A half-paralyzed face with a motionless, drooping side can be alarming at any age, but when it occurs in a child it can be especially devastating.
Fortunately, most cases of facial nerve paralysis (FNP) can be treated successfully, says Johns Hopkins Children’s Center plastic surgeon Rick Redett, M.D., who each year restores movement — and smiles — on the faces of dozens of children with nerve paralyses deemed irreversible.

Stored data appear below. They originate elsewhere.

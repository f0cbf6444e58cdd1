use std::collections::HashMap;

use axum::{
    extract::{Path, State},
    http::{
        header::{CONTENT_DISPOSITION, CONTENT_TYPE},
        HeaderValue,
    },
    response::{IntoResponse, Response},
    Json,
};
use chrono::{NaiveDate, Utc};
use serde::Deserialize;
use serde_json::Value;
use tracing::{info, warn};

use crate::companies::handlers::parse_letter_type;
use crate::companies::{CompanyRepository, CompanySession};
use crate::errors::AppError;
use crate::layout::{paginate, pdf_filename, write_pdf, PdfInfo};
use crate::letters::collector::{collect_form, FieldSource, COMPANY_INDEX};
use crate::letters::document::build_document;
use crate::letters::html::render_html;
use crate::letters::validation::validate_required;
use crate::models::letter::{FormData, LetterType};
use crate::state::AppState;

/// Request body: the form's named fields. Numbers and booleans are accepted
/// and read as their text; nulls count as absent.
#[derive(Debug, Default, Deserialize)]
#[serde(from = "HashMap<String, Value>")]
pub struct FormFields(pub HashMap<String, String>);

impl From<HashMap<String, Value>> for FormFields {
    fn from(raw: HashMap<String, Value>) -> Self {
        let fields = raw
            .into_iter()
            .filter_map(|(name, value)| {
                let text = match value {
                    Value::Null => return None,
                    Value::String(s) => s,
                    other => other.to_string(),
                };
                Some((name, text))
            })
            .collect();
        FormFields(fields)
    }
}

/// Overlays a selected saved company, collects the typed record and runs the
/// required-field gate.
async fn prepare_form(
    state: &AppState,
    letter_type: LetterType,
    FormFields(mut fields): FormFields,
    today: NaiveDate,
) -> Result<FormData, AppError> {
    if fields.has(COMPANY_INDEX) {
        let index: usize = fields.text(COMPANY_INDEX).parse().map_err(|_| {
            AppError::Validation(format!("{COMPANY_INDEX} must be a non-negative integer"))
        })?;
        let repo = CompanyRepository::for_letter(state.kv.clone(), letter_type);
        let mut session = CompanySession::load(&repo).await?;
        if session.select(index).is_none() {
            return Err(AppError::NotFound(format!(
                "No saved company at index {index}"
            )));
        }
        session.apply_to(&mut fields);
    }

    let form = collect_form(letter_type, &fields, today);
    validate_required(&form).map_err(|e| {
        warn!(%letter_type, missing = ?e.missing, "Letter refused");
        e
    })?;
    Ok(form)
}

/// POST /api/v1/letters/:letter_type/preview
pub async fn handle_preview(
    State(state): State<AppState>,
    Path(letter_type): Path<String>,
    Json(fields): Json<FormFields>,
) -> Result<Response, AppError> {
    let letter_type = parse_letter_type(&letter_type)?;
    let form = prepare_form(&state, letter_type, fields, Utc::now().date_naive()).await?;

    let html = render_html(&build_document(&form));
    info!(%letter_type, "Preview rendered");
    Ok(([(CONTENT_TYPE, "text/html; charset=utf-8")], html).into_response())
}

/// POST /api/v1/letters/:letter_type/pdf
pub async fn handle_pdf(
    State(state): State<AppState>,
    Path(letter_type): Path<String>,
    Json(fields): Json<FormFields>,
) -> Result<Response, AppError> {
    let letter_type = parse_letter_type(&letter_type)?;
    let today = Utc::now().date_naive();
    let form = prepare_form(&state, letter_type, fields, today).await?;

    let filename = pdf_filename(letter_type, &form.company.name, &form.employee.name, today);
    let document = build_document(&form);
    let title = document
        .heading()
        .map(str::to_string)
        .unwrap_or_else(|| format!("{} Letter", letter_type.label()));
    let author = form.company.name.clone();
    let text_layout = state.text_layout.clone();
    let page = state.page;

    // Layout and serialization are CPU-bound.
    let (bytes, pages) = tokio::task::spawn_blocking(move || {
        let paginated = paginate(&document, text_layout.as_ref(), &page);
        let info = PdfInfo {
            title: &title,
            author: &author,
            created: Utc::now(),
        };
        write_pdf(&paginated, text_layout.as_ref(), &info).map(|b| (b, paginated.pages.len()))
    })
    .await
    .map_err(|e| AppError::Internal(e.into()))??;

    info!(%letter_type, pages, bytes = bytes.len(), %filename, "PDF generated");

    let disposition = HeaderValue::from_str(&format!(
        "attachment; filename=\"{}\"",
        header_safe(&filename)
    ))
    .map_err(|e| AppError::Internal(e.into()))?;

    Ok((
        [
            (CONTENT_TYPE, HeaderValue::from_static("application/pdf")),
            (CONTENT_DISPOSITION, disposition),
        ],
        bytes,
    )
        .into_response())
}

/// Filename as it can appear inside a quoted header parameter.
fn header_safe(filename: &str) -> String {
    filename
        .chars()
        .map(|c| {
            if c.is_ascii_graphic() && c != '"' && c != '\\' {
                c
            } else {
                '_'
            }
        })
        .collect()
}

FNP, which affects thousands of U.S. children and adults each year, can be present at birth (congenital) or can occur suddenly following an infection or injury to the head or face. Some cases of FNP are transient and resolve partly or completely within a few weeks or months but others are permanent. Even patients with permanent paralysis and those who don’t recover fully can and do get better but treatment should start promptly — no later than nine to 12 months after onset — to avoid progressive damage to the corresponding facial muscle.
“In acquired facial paralysis, early treatment is critical because once the paralyzed nerve stops sending signals to the muscle, muscle fibers begin to die, and the more fibers die, the harder it is to recover muscle movement later on,” says Redett, who is also the co-director of the Johns Hopkins Facial Paralysis and Pain Center.
Children with congenital nerve paralysis, which occurs in two out of 1,000 newborns, should undergo surgery around the time they are 4 or 5 years old, experts advise. However, Redett recommends that parents consult a specialist promptly after diagnosis to devise a treatment plan together.
Children with recent nerve paralysis are great candidates for a simple nerve repair, done by connecting the healthy and the damaged ends of the affected nerve. Those with more serious nerve damage or those with older paralyses need a cross-face nerve graft from the normal to the paralyzed side of the face, splicing the damaged and the healthy nerves together. Like an electric current in a wire, the healthy cells begin to flow inside the paralyzed nerve, slowly awakening it. The damaged nerve eventually begins to generate its own nerve cells that, in turn, fire off signals to the facial muscle prompting it to move.
Because nerve cells grow at a rate of about one inch per month, it takes between nine and 12 months for a patient to regain full or nearly full use of the paralyzed side. The approach, called facial nerve reanimation, can also involve harvesting a healthy nerve from another part of the child’s body — typically the legs — and connecting it to the damaged one. Patients with atrophied facial muscles — those with old paralyses or those who were born with it — will also need a muscle transplant about a year after the nerve transplant.
“While 100 percent recovery is not always possible, many children whose cases were deemed hopeless improve dramatically with surgery,” Redett says.
Most childhood cases of FNP stem from bacterial and viral infections, including ear infections, mumps, chicken pox or the cold sore virus (herpes simplex). Paralysis caused by infections is typically self-limiting and responds well to steroids, antibiotics or antiviral medications.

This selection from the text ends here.